The OP clearly has units of feet and pounds in his problem statement. Presumably, the reactions are also going to be in pounds as well.

What is unusual about the description of the beam and its loading is that the only concentrated load is applied directly over a support. Hence, the other support will provide no reaction (assuming a weightless beam) and all of the reaction is occurring under the applied load. This makes for rather simple shear and bending moment curves.

6. Feb 11, 2013

### inemecek

The resulting motion of the beam under the forces would be zero. I believe my answers make since. I did omit, you are correct, there is a 2000 lb force being applied to an end of a beam. I do know that any reactions have to equal this force. I believe the reaction at the opposite end is 0 lbs and the reaction 5 '-0" away would be 2000 lbs in the opposite direction of the force being applied.

7. Feb 11, 2013

### inemecek

to reply to SteamKing: the concentrated load of 2000 lbs is being applied to the end of the beam. There is a reaction 5'-0" way, which I determined to be 2000 lbs. The other reaction at the opposite end of the beam will provide no reaction hence the zero. The bending moment curve I determined would be from the 2000 reaction to -10000 lbs.

8. Feb 11, 2013

### Simon Bridge

Yes :)
presumably...
hmmm? <checks>
... I read that like this:

if R1 is at x=0, then R2 is at x=10', and the load is 2000lbs (downwards) at x=15' (at the very end of the beam, 5' from R2)
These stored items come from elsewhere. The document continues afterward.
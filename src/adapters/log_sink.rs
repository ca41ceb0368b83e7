//! Log-based event sink adapter.
//!
//! Implements [`EventSink`] by writing structured application events to
//! the `log` facade (stderr via `env_logger` in the daemon).

use log::{info, warn};

use crate::app::events::AppEvent;
use crate::app::ports::EventSink;

/// Adapter that logs every [`AppEvent`].
#[derive(Debug, Default)]
pub struct LogEventSink;

impl LogEventSink {
    pub fn new() -> Self {
        Self
    }
}

impl EventSink for LogEventSink {
    fn emit(&mut self, event: &AppEvent) {
        match event {
            AppEvent::Detection { record, decision } => {
                info!(
                    "DETECT | {} | {} | eid={} | {} | {}",
                    record.timestamp,
                    record.antenna_label(),
                    record.tag_id,
                    record.source_label,
                    decision.as_str(),
                );
            }
            AppEvent::LinkFault { port, error } => {
                warn!("LINK | ant={} {}", port, error);
            }
            AppEvent::Started {
                power_dbm,
                antennas,
            } => {
                info!("START | power={}dBm antennas={:?}", power_dbm, antennas);
            }
            AppEvent::Stopped { ticks } => {
                info!("STOP | ticks={}", ticks);
            }
        }
    }
}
The nature of the support is not described.
Perhaps the beam is G-clamped to two sawhorses (fixed to the ground)?
This would allow reacting forces in any direction.
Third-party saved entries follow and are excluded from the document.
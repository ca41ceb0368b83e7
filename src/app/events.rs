//! Outbound application events.
//!
//! The [`ReaderService`](super::service::ReaderService) emits these through
//! the [`EventSink`](super::ports::EventSink) port.  Adapters on the other
//! side decide what to do with them: log them, append them to the daily
//! CSV file, publish them on the bus.

use serde::{Deserialize, Serialize, Serializer};

use crate::error::LinkError;
use crate::protocol::TagId;
use crate::tracker::Decision;

/// Structured events emitted by the application core.
#[derive(Debug, Clone)]
pub enum AppEvent {
    /// The reader accepted its power setting and scanning begins.
    Started { power_dbm: u8, antennas: Vec<u8> },

    /// A sighting the movement tracker accepted.
    Detection {
        record: DetectionRecord,
        decision: Decision,
    },

    /// One antenna's exchange failed; the tick carried on.
    LinkFault { port: u8, error: LinkError },

    /// The scan loop exited.
    Stopped { ticks: u64 },
}

/// One accepted sighting, as logged and published.
///
/// Wire form:
/// `{"timestamp":"2024-05-01 06:12:03","antenna":"Ant_1","eid":"e280…","device":"Reader_1_coop_2"}`
#[derive(Debug, Clone, PartialEq, Eq, Serialize, Deserialize)]
pub struct DetectionRecord {
    pub timestamp: String,
    #[serde(
        rename = "antenna",
        serialize_with = "serialize_antenna",
        deserialize_with = "deserialize_antenna"
    )]
    pub antenna_port: u8,
    #[serde(rename = "eid")]
    pub tag_id: TagId,
    #[serde(rename = "device")]
    pub source_label: String,
}

impl DetectionRecord {
    /// Antenna label as written to logs and payloads, e.g. `Ant_7`.
    pub fn antenna_label(&self) -> String {
        antenna_label(self.antenna_port)
    }

    /// Calendar date part of the timestamp (`YYYY-MM-DD`).
    pub fn date(&self) -> &str {
        self.timestamp
            .split_once(' ')
            .map_or(self.timestamp.as_str(), |(date, _)| date)
    }
}

pub fn antenna_label(port: u8) -> String {
    format!("Ant_{}", port)
}

fn serialize_antenna<S: Serializer>(port: &u8, serializer: S) -> Result<S::Ok, S::Error> {
    serializer.collect_str(&format_args!("Ant_{}", port))
}

fn deserialize_antenna<'de, D>(deserializer: D) -> Result<u8, D::Error>
where
    D: serde::Deserializer<'de>,
{
    let label = String::deserialize(deserializer)?;
    label
        .strip_prefix("Ant_")
        .and_then(|n| n.parse().ok())
        .ok_or_else(|| serde::de::Error::custom("antenna must look like Ant_<port>"))
}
Of course, it could be I'm using a different definition of "reaction".

9. Feb 11, 2013

### inemecek

Simon: you interpreted my discription correctly.

10. Feb 11, 2013

### Simon Bridge

i.e. the only concentrated load is not applied directly over a support?

11. Feb 11, 2013

### inemecek

correct. the only concentrated load is at the end on the beam, 5' from R2

12. Feb 11, 2013

### Simon Bridge

With no reaction forces, the moment would be unbalanced wouldn't it?
Does a 2000lb reaction (upwards) at R2 balance the moment all by itself?

13. Feb 12, 2013

### pongo38

Inemecek: This thread is going off a bit, and you are partly responsible for not giving us a diagram. To return to your question - if the supports are simple supports there is no need for your question, because the reactions, if you have them, are checkable by you by applying the laws of equilibrium. That is: sum of forces in any two independent directions must be zero, and sum of moments about ANY point must be zero. If you have already used the sum of moments equation to obtain a reaction, then summing moments about any other point will reveal whether your reactions are correct.

14. Feb 12, 2013

### Simon Bridge

@inemacek: I agree with pongo38 - the process suggested in post #13 is what my questions are supposed to be leading you through.

15. Feb 12, 2013

### pongo38

Please look at this problem as if it were a see-saw with mama weighing 2000 lb and child at the other end weighing....?. The algebraic sum of the moments about any point must be zero. Currently, your solution does not satisfy that.